JFR Jacob on Chinese troops in Gilgit
The Russians in the 19th and 20th centuries dreamt of a getting warm water port on the Arabian Sea. The Chinese seem well on the way to fulfilling this Russian dream.
The presence of Chinese troops in Gilgit is a matter of great concern. During the Kargil conflict, the five battalions of the intruding paramilitary Northern Rifles were maintained from Gilgit and thence from Skardu. There is a good road from Gilgit to Skardu. In pre-Partition days, road communications to Gilgit were along the Kargil-Skardu-Gilgit route.
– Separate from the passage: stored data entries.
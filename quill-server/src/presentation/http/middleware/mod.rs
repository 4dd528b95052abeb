pub(crate) mod auth;
pub(crate) mod cors;
pub(crate) mod trace;
use chrono::{DateTime, Utc};
use serde::{Deserialize, Serialize};

use super::error::DomainError;
use super::taxonomy::{TagInput, Term};

pub(crate) const MAX_TITLE_CHARS: usize = 100;

#[derive(Debug, Clone, Serialize, Deserialize)]
pub(crate) struct Post {
    pub(crate) id: i64,
    pub(crate) title: String,
    pub(crate) content: String,
    pub(crate) author_id: i64,
    pub(crate) created_at: DateTime<Utc>,
    pub(crate) updated_at: DateTime<Utc>,
    pub(crate) tags: Vec<Term>,
    pub(crate) categories: Vec<Term>,
}

#[derive(Debug, Clone)]
pub(crate) struct CreatePostRequest {
    pub(crate) title: String,
    pub(crate) content: String,
    pub(crate) tags: TagInput,
    pub(crate) categories: String,
}

impl CreatePostRequest {
    pub(crate) fn validate(self) -> Result<Self, DomainError> {
        Ok(Self {
            title: normalize_title(&self.title)?,
            content: normalize_content(&self.content)?,
            tags: self.tags,
            categories: self.categories,
        })
    }
}

#[derive(Debug, Clone)]
pub(crate) struct UpdatePostRequest {
    pub(crate) title: String,
    pub(crate) content: String,
    pub(crate) tags: TagInput,
    pub(crate) categories: String,
}

impl UpdatePostRequest {
    pub(crate) fn validate(self) -> Result<Self, DomainError> {
        Ok(Self {
            title: normalize_title(&self.title)?,
            content: normalize_content(&self.content)?,
            tags: self.tags,
            categories: self.categories,
        })
    }
}

impl Post {
    pub(crate) fn new(
        id: i64,
        title: impl Into<String>,
        content: impl Into<String>,
        author_id: i64,
        created_at: DateTime<Utc>,
        updated_at: DateTime<Utc>,
    ) -> Result<Self, DomainError> {
        validate_positive_i64("id", id)?;
        validate_positive_i64("author_id", author_id)?;
        let title = normalize_title(&title.into())?;
        let content = normalize_content(&content.into())?;

        if updated_at < created_at {
            return Err(DomainError::Validation {
                field: "updated_at",
                message: "must be >= created_at",
            });
        }

        Ok(Self {
            id,
            title,
            content,
            author_id,
            created_at,
            updated_at,
            tags: Vec::new(),
            categories: Vec::new(),
        })
    }

    pub(crate) fn with_terms(mut self, tags: Vec<Term>, categories: Vec<Term>) -> Self {
        self.tags = tags;
        self.categories = categories;
        self
    }
}

fn validate_positive_i64(field: &'static str, value: i64) -> Result<(), DomainError> {
    if value <= 0 {
        return Err(DomainError::Validation {
            field,
            message: "must be > 0",
        });
    }
    Ok(())
}

pub(crate) fn normalize_title(title: &str) -> Result<String, DomainError> {
    let title = title.trim();
    if title.is_empty() || title.chars().count() > MAX_TITLE_CHARS {
        return Err(DomainError::Validation {
            field: "title",
            message: "must be 1..100 chars",
        });
    }
    Ok(title.to_string())
}

fn normalize_content(content: &str) -> Result<String, DomainError> {
    let content = content.trim();
    if content.is_empty() {
        return Err(DomainError::Validation {
            field: "content",
            message: "must not be empty",
        });
    }
    Ok(content.to_string())
}
use axum::{
    extract::{FromRequestParts, Request, State},
    http::{header, request::Parts},
    middleware::Next,
    response::Response,
};

use crate::presentation::AppState;
use crate::presentation::http::app_error::AppError;

/// The author resolved from a verified bearer token.
#[derive(Debug, Clone)]
pub(crate) struct AuthenticatedUser {
    pub(crate) user_id: i64,
}

impl<S> FromRequestParts<S> for AuthenticatedUser
where
    S: Send + Sync,
{
    type Rejection = AppError;

    async fn from_request_parts(parts: &mut Parts, _state: &S) -> Result<Self, Self::Rejection> {
        parts
            .extensions
            .get::<AuthenticatedUser>()
            .cloned()
            .ok_or(AppError::Unauthorized)
    }
}

pub(crate) async fn jwt_auth_middleware(
    State(state): State<AppState>,
    mut request: Request,
    next: Next,
) -> Result<Response, AppError> {
    let auth_header = request
        .headers()
        .get(header::AUTHORIZATION)
        .and_then(|value| value.to_str().ok())
        .ok_or(AppError::Unauthorized)?;

    let token = bearer_token(auth_header).ok_or(AppError::Unauthorized)?;

    let claims = state
        .jwt
        .verify_token(token)
        .map_err(|_| AppError::Unauthorized)?;

    request.extensions_mut().insert(AuthenticatedUser {
        user_id: claims.user_id,
    });

    Ok(next.run(request).await)
}

/// Extracts the token from `Bearer <token>`; the scheme is case-insensitive.
fn bearer_token(header_value: &str) -> Option<&str> {
    let mut parts = header_value.split_whitespace();
    let scheme = parts.next()?;
    let token = parts.next()?;
    if parts.next().is_some() || !scheme.eq_ignore_ascii_case("bearer") {
        return None;
    }
    Some(token)
}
This section can easily be restored in a short period of time.

The reported presence of Chinese troops in Gilgit poses a serious threat to Indian road communications to Ladakh running through Kargil.

Another matter of concern is the increased Chinese interest in the Indus Valley. The easiest approach to Leh is along this valley. The Chinese have not only shown interest in the Indus Valley but also the Karakoram Pass between India and China. Any Chinese move through the Karakoram Pass will threaten our troops in Siachen and our base there. In the contingency of any future conflict with the Chinese, new areas of conflict in Ladakh will open up
There is no Soviet Union with its Treaty of Friendship to help us now [in 1971, the Soviets moved 40 divisions to the Xinjiang and seven to the Manchurian borders to deter the Chinese]. We have to rely on our own resources. We must show that we have the will and wherewithal to meet the emerging contingencies.
Requires new weapons aircrafts armoured divsions weapons helos etc according to him etc.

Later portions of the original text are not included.